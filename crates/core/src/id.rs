//! Strongly-typed identifiers.

use core::str::FromStr;
use serde::{Deserialize, Serialize};
use uuid::Uuid;

use crate::error::JobError;

/// Identifier of a tenant (multi-tenant boundary).
#[derive(Debug, Copy, Clone, PartialEq, Eq, Hash, Serialize, Deserialize)]
#[serde(transparent)]
pub struct TenantId(Uuid);

/// Identifier of the user a job acts on behalf of.
#[derive(Debug, Copy, Clone, PartialEq, Eq, Hash, Serialize, Deserialize)]
#[serde(transparent)]
pub struct UserId(Uuid);

macro_rules! impl_uuid_newtype {
    ($t:ty, $name:literal) => {
        impl $t {
            /// Create a new identifier.
            ///
            /// Uses UUIDv7 (time-ordered).
            pub fn new() -> Self {
                Self(Uuid::now_v7())
            }

            pub fn from_uuid(uuid: Uuid) -> Self {
                Self(uuid)
            }

            pub fn as_uuid(&self) -> &Uuid {
                &self.0
            }
        }

        impl Default for $t {
            fn default() -> Self {
                Self::new()
            }
        }

        impl core::fmt::Display for $t {
            fn fmt(&self, f: &mut core::fmt::Formatter<'_>) -> core::fmt::Result {
                core::fmt::Display::fmt(&self.0, f)
            }
        }

        impl From<Uuid> for $t {
            fn from(value: Uuid) -> Self {
                Self(value)
            }
        }

        impl FromStr for $t {
            type Err = JobError;

            fn from_str(s: &str) -> Result<Self, Self::Err> {
                let uuid = Uuid::from_str(s)
                    .map_err(|e| JobError::deserialization(format!("{}: {}", $name, e)))?;
                Ok(Self(uuid))
            }
        }
    };
}

impl_uuid_newtype!(TenantId, "TenantId");
impl_uuid_newtype!(UserId, "UserId");

/// Identifier of a job.
///
/// Queue ids are opaque strings; freshly created jobs get a UUIDv7 rendered as
/// text, but ids supplied by a producer are kept verbatim.
#[derive(Debug, Clone, PartialEq, Eq, Hash, PartialOrd, Ord, Serialize, Deserialize)]
#[serde(transparent)]
pub struct JobId(String);

impl JobId {
    pub fn new() -> Self {
        Self(Uuid::now_v7().to_string())
    }

    pub fn as_str(&self) -> &str {
        &self.0
    }
}

impl Default for JobId {
    fn default() -> Self {
        Self::new()
    }
}

impl core::fmt::Display for JobId {
    fn fmt(&self, f: &mut core::fmt::Formatter<'_>) -> core::fmt::Result {
        f.write_str(&self.0)
    }
}

impl From<&str> for JobId {
    fn from(value: &str) -> Self {
        Self(value.to_string())
    }
}

impl From<String> for JobId {
    fn from(value: String) -> Self {
        Self(value)
    }
}

#[cfg(test)]
mod tests {
    use super::*;

    #[test]
    fn job_ids_keep_producer_text() {
        let id = JobId::from("42");
        assert_eq!(id.as_str(), "42");
        assert_eq!(serde_json::to_value(&id).unwrap(), serde_json::json!("42"));
    }

    #[test]
    fn generated_job_ids_are_unique() {
        assert_ne!(JobId::new(), JobId::new());
    }

    #[test]
    fn user_id_parse_error_names_the_type() {
        let err = "nope".parse::<UserId>().unwrap_err();
        assert!(err.to_string().contains("UserId"));
    }
}
//! Client configuration.

use std::time::Duration;

use tracing::warn;

use crate::error::ReportingError;
use crate::integration::{Integration, IntegrationEntry};
use crate::scope::DEFAULT_MAX_BREADCRUMBS;

/// Default bound on `flush` when the caller passes no timeout.
pub const DEFAULT_SHUTDOWN_TIMEOUT: Duration = Duration::from_secs(2);

/// Default number of chained causes kept per exception.
pub const DEFAULT_MAX_EXCEPTION_CHAIN: usize = 10;

/// Reporting client configuration.
#[derive(Debug, Clone)]
pub struct ClientOptions {
    pub environment: Option<String>,
    pub release: Option<String>,
    pub server_name: Option<String>,
    /// Breadcrumbs kept per scope.
    pub max_breadcrumbs: usize,
    /// Upper bound for a synchronous flush.
    pub shutdown_timeout: Duration,
    /// Causes kept when turning an error chain into an event.
    pub max_exception_chain: usize,
    pub(crate) integrations: Vec<IntegrationEntry>,
}

impl Default for ClientOptions {
    fn default() -> Self {
        Self {
            environment: None,
            release: None,
            server_name: None,
            max_breadcrumbs: DEFAULT_MAX_BREADCRUMBS,
            shutdown_timeout: DEFAULT_SHUTDOWN_TIMEOUT,
            max_exception_chain: DEFAULT_MAX_EXCEPTION_CHAIN,
            integrations: Vec::new(),
        }
    }
}

impl ClientOptions {
    /// Defaults overridden by `JOBWATCH_*` environment variables.
    ///
    /// Malformed numeric values are logged and ignored.
    pub fn from_env() -> Self {
        let mut options = Self::default();
        options.environment = std::env::var("JOBWATCH_ENVIRONMENT").ok();
        options.release = std::env::var("JOBWATCH_RELEASE").ok();
        options.server_name = std::env::var("JOBWATCH_SERVER_NAME").ok();

        if let Ok(raw) = std::env::var("JOBWATCH_MAX_BREADCRUMBS") {
            match parse_number("JOBWATCH_MAX_BREADCRUMBS", &raw) {
                Ok(n) => options.max_breadcrumbs = n as usize,
                Err(e) => warn!(error = %e, "ignoring option"),
            }
        }
        if let Ok(raw) = std::env::var("JOBWATCH_SHUTDOWN_TIMEOUT_MS") {
            match parse_number("JOBWATCH_SHUTDOWN_TIMEOUT_MS", &raw) {
                Ok(ms) => options.shutdown_timeout = Duration::from_millis(ms),
                Err(e) => warn!(error = %e, "ignoring option"),
            }
        }

        options
    }

    pub fn with_environment(mut self, environment: impl Into<String>) -> Self {
        self.environment = Some(environment.into());
        self
    }

    pub fn with_release(mut self, release: impl Into<String>) -> Self {
        self.release = Some(release.into());
        self
    }

    pub fn with_shutdown_timeout(mut self, timeout: Duration) -> Self {
        self.shutdown_timeout = timeout;
        self
    }

    pub fn with_max_breadcrumbs(mut self, max: usize) -> Self {
        self.max_breadcrumbs = max;
        self
    }

    /// Register an integration. Registering the same type twice is a no-op.
    pub fn add_integration<I: Integration>(mut self, integration: I) -> Self {
        let entry = IntegrationEntry::new(integration);
        if self.integrations.iter().any(|e| e.type_id == entry.type_id) {
            warn!(integration = entry.integration.name(), "integration already registered");
            return self;
        }
        self.integrations.push(entry);
        self
    }

    pub fn integration_names(&self) -> Vec<&'static str> {
        self.integrations
            .iter()
            .map(|e| e.integration.name())
            .collect()
    }
}

fn parse_number(key: &'static str, raw: &str) -> Result<u64, ReportingError> {
    raw.trim()
        .parse::<u64>()
        .map_err(|e| ReportingError::InvalidOption {
            key,
            reason: e.to_string(),
        })
}

#[cfg(test)]
mod tests {
    use super::*;

    struct Dummy;

    impl Integration for Dummy {
        fn name(&self) -> &'static str {
            "dummy"
        }
    }

    #[test]
    fn duplicate_integrations_are_ignored() {
        let options = ClientOptions::default()
            .add_integration(Dummy)
            .add_integration(Dummy);
        assert_eq!(options.integration_names(), vec!["dummy"]);
    }

    // The only test in this crate touching `JOBWATCH_*` variables.
    #[test]
    fn from_env_reads_overrides_and_keeps_defaults_for_bad_values() {
        let vars = [
            ("JOBWATCH_RELEASE", "1.0"),
            ("JOBWATCH_MAX_BREADCRUMBS", "lots"),
            ("JOBWATCH_SHUTDOWN_TIMEOUT_MS", "250"),
        ];
        for (key, value) in vars {
            unsafe { std::env::set_var(key, value) };
        }

        let options = ClientOptions::from_env();

        for (key, _) in vars {
            unsafe { std::env::remove_var(key) };
        }
        assert_eq!(options.release.as_deref(), Some("1.0"));
        assert_eq!(options.max_breadcrumbs, DEFAULT_MAX_BREADCRUMBS);
        assert_eq!(options.shutdown_timeout, Duration::from_millis(250));
    }

    #[test]
    fn parse_number_reports_key() {
        let err = parse_number("JOBWATCH_MAX_BREADCRUMBS", "lots").unwrap_err();
        assert!(err.to_string().contains("JOBWATCH_MAX_BREADCRUMBS"));
        assert_eq!(parse_number("X", " 25 ").unwrap(), 25);
    }
}
//! `jobwatch-reporting` — in-process error-reporting client.
//!
//! ## Components
//!
//! - `Event`: one captured error or message, enriched before delivery
//! - `Scope`: contextual data and processors applied to every event
//! - `Client`: fills defaults, applies a scope and hands events to a `Transport`
//! - `Hub`: explicit handle pairing a client with a stack of scopes
//! - `Integration`: marker registered on the client options; looked up by type
//!
//! There is no global hub. Callers create one and pass it where it is needed.

pub mod client;
pub mod error;
pub mod event;
pub mod exception;
pub mod hub;
pub mod integration;
pub mod options;
pub mod scope;
pub mod transport;

pub use client::Client;
pub use error::ReportingError;
pub use event::{Breadcrumb, Event, Exception, Hint, Level, Mechanism, User};
pub use exception::event_from_exception;
pub use hub::{Hub, ScopeGuard};
pub use integration::Integration;
pub use options::ClientOptions;
pub use scope::{ErrorProcessor, EventProcessor, Scope};
pub use transport::{InMemoryTransport, TracingTransport, Transport};
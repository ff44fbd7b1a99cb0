//! Turning captured exception info into events.

use jobwatch_core::ExcInfo;
use jobwatch_core::exc::OPAQUE_ERROR_TYPE;

use crate::event::{Event, Exception, Hint, Level, Mechanism};
use crate::options::ClientOptions;

/// Build an error event for `exc_info`.
///
/// The exception list is ordered innermost cause first; the mechanism is
/// attached to the outermost error, the one that was actually raised.
pub fn event_from_exception(
    exc_info: &ExcInfo,
    options: &ClientOptions,
    mechanism: Option<Mechanism>,
) -> (Event, Hint) {
    let mut exception: Vec<Exception> = exc_info
        .chain()
        .take(options.max_exception_chain.max(1))
        .enumerate()
        .map(|(depth, err)| Exception {
            ty: if depth == 0 {
                exc_info.type_name().to_string()
            } else {
                OPAQUE_ERROR_TYPE.to_string()
            },
            value: err.to_string(),
            mechanism: None,
        })
        .collect();

    if let Some(outermost) = exception.first_mut() {
        outermost.mechanism = mechanism;
    }
    exception.reverse();

    let event = Event {
        level: Level::Error,
        exception,
        ..Default::default()
    };
    (event, Hint::with_exc_info(exc_info.clone()))
}
//! Integrations: named extensions registered on the client options.

use std::any::{Any, TypeId};
use std::fmt;
use std::sync::Arc;

use crate::options::ClientOptions;

/// A reporting integration.
///
/// Integrations are registered once on [`ClientOptions`]; their presence is
/// what hooks check (through `Hub::get_integration`) before doing any work.
pub trait Integration: Send + Sync + 'static {
    /// Stable identifier, also used as mechanism type and scope name.
    fn name(&self) -> &'static str;

    /// Called once when the client is created.
    fn setup(&self, _options: &mut ClientOptions) {}
}

/// A registered integration, kept both as trait object and as `Any` so it
/// can be looked up by concrete type.
#[derive(Clone)]
pub(crate) struct IntegrationEntry {
    pub(crate) type_id: TypeId,
    pub(crate) integration: Arc<dyn Integration>,
    handle: Arc<dyn Any + Send + Sync>,
}

impl IntegrationEntry {
    pub(crate) fn new<I: Integration>(integration: I) -> Self {
        let integration = Arc::new(integration);
        Self {
            type_id: TypeId::of::<I>(),
            integration: integration.clone(),
            handle: integration,
        }
    }

    pub(crate) fn downcast<I: Integration>(&self) -> Option<Arc<I>> {
        self.handle.clone().downcast::<I>().ok()
    }
}

impl fmt::Debug for IntegrationEntry {
    fn fmt(&self, f: &mut fmt::Formatter<'_>) -> fmt::Result {
        f.write_str(self.integration.name())
    }
}
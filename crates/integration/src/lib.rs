//! `jobwatch-integration` — error reporting for `jobwatch-worker`.
//!
//! Register [`RqIntegration`] on the reporting client and add
//! [`ReportingMiddleware`] to the worker (or call
//! [`ReportingExt::with_reporting`] on the builder). Every job then runs
//! inside its own reporting scope, failures are captured as unhandled
//! events, and events are enriched with the job's metadata.
//!
//! ```ignore
//! let client = Client::new(
//!     ClientOptions::from_env().add_integration(RqIntegration),
//!     TracingTransport,
//! );
//! let hub = Arc::new(Hub::with_client(Arc::new(client)));
//! let worker = Worker::builder("mailer")
//!     .queue(queue)
//!     .function("send_email", send_email)
//!     .with_reporting(hub)
//!     .build();
//! ```

pub mod processor;
pub mod rq;
pub mod scope;

pub use processor::{JOB_EXTRA_KEY, TIMEOUT_FINGERPRINT_TYPE, enrich, make_event_processor};
pub use rq::{ReportingExt, ReportingMiddleware, RqIntegration, capture_exception};
pub use scope::open_job_scope;
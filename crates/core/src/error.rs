//! Job-side error model.

use thiserror::Error;

/// Result type used when touching job data.
pub type JobResult<T> = Result<T, JobError>;

/// Errors raised while decoding or running a job.
///
/// Timeouts are not part of this enum; the worker raises its own `JobTimeout` so
/// that reporters can recognise them by type.
#[derive(Debug, Error, Clone, PartialEq, Eq)]
pub enum JobError {
    /// Stored call data could not be decoded (missing or malformed field).
    #[error("could not decode job data: {0}")]
    Deserialization(String),

    /// No function is registered under the job's function name.
    #[error("no such job function: {0}")]
    NoSuchFunction(String),

    /// The job function panicked.
    #[error("job panicked: {0}")]
    Panicked(String),

    /// The job function returned an error.
    #[error("job failed: {0}")]
    Failed(String),
}

impl JobError {
    pub fn deserialization(msg: impl Into<String>) -> Self {
        Self::Deserialization(msg.into())
    }

    pub fn no_such_function(name: impl Into<String>) -> Self {
        Self::NoSuchFunction(name.into())
    }

    pub fn panicked(msg: impl Into<String>) -> Self {
        Self::Panicked(msg.into())
    }

    pub fn failed(msg: impl Into<String>) -> Self {
        Self::Failed(msg.into())
    }
}
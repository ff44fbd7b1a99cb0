//! Process logging setup shared by worker binaries and tests.

/// Initialize process-wide logging with the default configuration.
///
/// This is safe to call multiple times; subsequent calls become no-ops.
pub fn init() {
    tracing::init(&tracing::LogConfig::default());
}

/// Initialize process-wide logging with an explicit configuration.
pub fn init_with(config: &tracing::LogConfig) {
    tracing::init(config);
}

/// Tracing configuration (filters, formats).
pub mod tracing;

pub use self::tracing::{LogConfig, LogFormat};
■ ■ ■
◆ Work to complete
Which lines above hold the string "ExcInfo"? Copy every one of them.

◆ Exercise solution
use jobwatch_core::ExcInfo;
    exc_info: &ExcInfo,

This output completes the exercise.